DATA FOR REVIEW section start

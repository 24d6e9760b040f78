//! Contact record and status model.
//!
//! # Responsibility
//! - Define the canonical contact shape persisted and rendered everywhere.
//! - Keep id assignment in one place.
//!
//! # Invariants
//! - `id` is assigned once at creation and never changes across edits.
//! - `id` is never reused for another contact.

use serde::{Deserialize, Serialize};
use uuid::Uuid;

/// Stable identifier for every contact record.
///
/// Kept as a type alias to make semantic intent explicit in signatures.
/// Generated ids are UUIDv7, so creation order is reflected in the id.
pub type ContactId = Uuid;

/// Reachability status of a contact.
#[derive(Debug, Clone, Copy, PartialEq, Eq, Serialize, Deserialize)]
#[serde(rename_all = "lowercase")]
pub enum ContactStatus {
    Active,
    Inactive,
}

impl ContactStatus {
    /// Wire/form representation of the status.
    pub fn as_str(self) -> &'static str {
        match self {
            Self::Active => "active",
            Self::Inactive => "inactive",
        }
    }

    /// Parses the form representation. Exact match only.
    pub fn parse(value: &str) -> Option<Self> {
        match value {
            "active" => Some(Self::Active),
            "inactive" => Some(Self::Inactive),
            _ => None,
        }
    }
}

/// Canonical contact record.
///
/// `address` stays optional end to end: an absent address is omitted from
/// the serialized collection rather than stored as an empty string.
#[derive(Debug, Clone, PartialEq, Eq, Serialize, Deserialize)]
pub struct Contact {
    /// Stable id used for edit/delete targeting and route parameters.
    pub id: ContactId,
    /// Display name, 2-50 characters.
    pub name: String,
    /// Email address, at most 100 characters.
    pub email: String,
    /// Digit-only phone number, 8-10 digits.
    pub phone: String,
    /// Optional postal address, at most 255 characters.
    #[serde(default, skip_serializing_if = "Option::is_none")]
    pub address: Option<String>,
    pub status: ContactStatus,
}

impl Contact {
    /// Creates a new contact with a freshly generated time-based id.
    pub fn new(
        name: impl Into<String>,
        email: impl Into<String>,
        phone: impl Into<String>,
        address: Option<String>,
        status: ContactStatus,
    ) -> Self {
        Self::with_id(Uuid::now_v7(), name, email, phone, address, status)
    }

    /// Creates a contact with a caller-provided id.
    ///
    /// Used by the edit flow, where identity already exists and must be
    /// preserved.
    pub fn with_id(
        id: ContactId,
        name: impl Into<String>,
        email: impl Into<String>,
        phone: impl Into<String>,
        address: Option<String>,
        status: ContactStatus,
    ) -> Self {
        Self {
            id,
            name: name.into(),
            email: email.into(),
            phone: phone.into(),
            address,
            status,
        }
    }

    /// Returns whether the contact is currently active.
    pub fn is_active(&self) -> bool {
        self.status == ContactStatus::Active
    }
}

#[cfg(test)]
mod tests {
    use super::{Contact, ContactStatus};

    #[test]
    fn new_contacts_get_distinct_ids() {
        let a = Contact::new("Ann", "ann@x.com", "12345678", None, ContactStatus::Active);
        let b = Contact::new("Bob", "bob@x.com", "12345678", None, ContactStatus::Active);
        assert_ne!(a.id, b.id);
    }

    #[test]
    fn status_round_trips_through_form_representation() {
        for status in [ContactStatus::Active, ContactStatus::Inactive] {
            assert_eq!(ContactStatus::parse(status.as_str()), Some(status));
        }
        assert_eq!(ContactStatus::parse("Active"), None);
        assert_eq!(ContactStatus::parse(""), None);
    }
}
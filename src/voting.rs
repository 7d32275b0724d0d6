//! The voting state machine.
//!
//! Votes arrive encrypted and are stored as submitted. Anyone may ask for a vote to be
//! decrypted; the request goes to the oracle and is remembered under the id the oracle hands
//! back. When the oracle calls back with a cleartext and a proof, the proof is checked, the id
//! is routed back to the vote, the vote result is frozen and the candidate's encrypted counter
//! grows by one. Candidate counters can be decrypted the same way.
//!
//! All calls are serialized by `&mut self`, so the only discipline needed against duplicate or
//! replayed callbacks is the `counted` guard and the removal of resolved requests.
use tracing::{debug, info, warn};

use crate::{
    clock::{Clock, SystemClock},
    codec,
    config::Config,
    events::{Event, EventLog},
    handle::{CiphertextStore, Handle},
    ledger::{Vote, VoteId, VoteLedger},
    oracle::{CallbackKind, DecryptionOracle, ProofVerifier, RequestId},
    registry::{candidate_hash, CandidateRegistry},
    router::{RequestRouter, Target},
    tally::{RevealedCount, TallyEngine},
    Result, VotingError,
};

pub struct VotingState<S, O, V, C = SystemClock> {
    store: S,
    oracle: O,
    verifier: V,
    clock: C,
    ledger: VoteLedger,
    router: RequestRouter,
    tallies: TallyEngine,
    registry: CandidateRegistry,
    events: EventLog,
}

DATA FOR REVIEW section end

**TASK DETAILS**. Exact transcription of the records is all that is wanted.

**ANSWER SECTION**.
repository 24d6e9760b040f78
//! Contact record and status model.
//!
//! # Responsibility
//! - Define the canonical contact shape persisted and rendered everywhere.
//! - Keep id assignment in one place.
//!
//! # Invariants
//! - `id` is assigned once at creation and never changes across edits.
//! - `id` is never reused for another contact.

use serde::{Deserialize, Serialize};
use uuid::Uuid;

/// Stable identifier for every contact record.
///
/// Kept as a type alias to make semantic intent explicit in signatures.
/// Generated ids are UUIDv7, so creation order is reflected in the id.
pub type ContactId = Uuid;

/// Reachability status of a contact.
#[derive(Debug, Clone, Copy, PartialEq, Eq, Serialize, Deserialize)]
#[serde(rename_all = "lowercase")]
pub enum ContactStatus {
    Active,
    Inactive,
}

impl ContactStatus {
    /// Wire/form representation of the status.
    pub fn as_str(self) -> &'static str {
        match self {
            Self::Active => "active",
            Self::Inactive => "inactive",
        }
    }

    /// Parses the form representation. Exact match only.
    pub fn parse(value: &str) -> Option<Self> {
        match value {
            "active" => Some(Self::Active),
            "inactive" => Some(Self::Inactive),
            _ => None,
        }
    }
}

/// Canonical contact record.
///
/// `address` stays optional end to end: an absent address is omitted from
/// the serialized collection rather than stored as an empty string.
#[derive(Debug, Clone, PartialEq, Eq, Serialize, Deserialize)]
pub struct Contact {
    /// Stable id used for edit/delete targeting and route parameters.
    pub id: ContactId,
    /// Display name, 2-50 characters.
    pub name: String,
    /// Email address, at most 100 characters.
    pub email: String,
    /// Digit-only phone number, 8-10 digits.
    pub phone: String,
    /// Optional postal address, at most 255 characters.
    #[serde(default, skip_serializing_if = "Option::is_none")]
    pub address: Option<String>,
    pub status: ContactStatus,
}

impl Contact {
    /// Creates a new contact with a freshly generated time-based id.
    pub fn new(
        name: impl Into<String>,
        email: impl Into<String>,
        phone: impl Into<String>,
        address: Option<String>,
        status: ContactStatus,
    ) -> Self {
        Self::with_id(Uuid::now_v7(), name, email, phone, address, status)
    }

    /// Creates a contact with a caller-provided id.
    ///
    /// Used by the edit flow, where identity already exists and must be
    /// preserved.
    pub fn with_id(
        id: ContactId,
        name: impl Into<String>,
        email: impl Into<String>,
        phone: impl Into<String>,
        address: Option<String>,
        status: ContactStatus,
    ) -> Self {
        Self {
            id,
            name: name.into(),
            email: email.into(),
            phone: phone.into(),
            address,
            status,
        }
    }

    /// Returns whether the contact is currently active.
    pub fn is_active(&self) -> bool {
        self.status == ContactStatus::Active
    }
}

#[cfg(test)]
mod tests {
    use super::{Contact, ContactStatus};

    #[test]
    fn new_contacts_get_distinct_ids() {
        let a = Contact::new("Ann", "ann@x.com", "12345678", None, ContactStatus::Active);
        let b = Contact::new("Bob", "bob@x.com", "12345678", None, ContactStatus::Active);
        assert_ne!(a.id, b.id);
    }

    #[test]
    fn status_round_trips_through_form_representation() {
        for status in [ContactStatus::Active, ContactStatus::Inactive] {
            assert_eq!(ContactStatus::parse(status.as_str()), Some(status));
        }
        assert_eq!(ContactStatus::parse("Active"), None);
        assert_eq!(ContactStatus::parse(""), None);
    }
}
filename src/voting.rs
repository 7d32275b0724d0d6
//! The voting state machine.
//!
//! Votes arrive encrypted and are stored as submitted. Anyone may ask for a vote to be
//! decrypted; the request goes to the oracle and is remembered under the id the oracle hands
//! back. When the oracle calls back with a cleartext and a proof, the proof is checked, the id
//! is routed back to the vote, the vote result is frozen and the candidate's encrypted counter
//! grows by one. Candidate counters can be decrypted the same way.
//!
//! All calls are serialized by `&mut self`, so the only discipline needed against duplicate or
//! replayed callbacks is the `counted` guard and the removal of resolved requests.
use tracing::{debug, info, warn};

use crate::{
    clock::{Clock, SystemClock},
    codec,
    config::Config,
    events::{Event, EventLog},
    handle::{CiphertextStore, Handle},
    ledger::{Vote, VoteId, VoteLedger},
    oracle::{CallbackKind, DecryptionOracle, ProofVerifier, RequestId},
    registry::{candidate_hash, CandidateRegistry},
    router::{RequestRouter, Target},
    tally::{RevealedCount, TallyEngine},
    Result, VotingError,
};

pub struct VotingState<S, O, V, C = SystemClock> {
    store: S,
    oracle: O,
    verifier: V,
    clock: C,
    ledger: VoteLedger,
    router: RequestRouter,
    tallies: TallyEngine,
    registry: CandidateRegistry,
    events: EventLog,
}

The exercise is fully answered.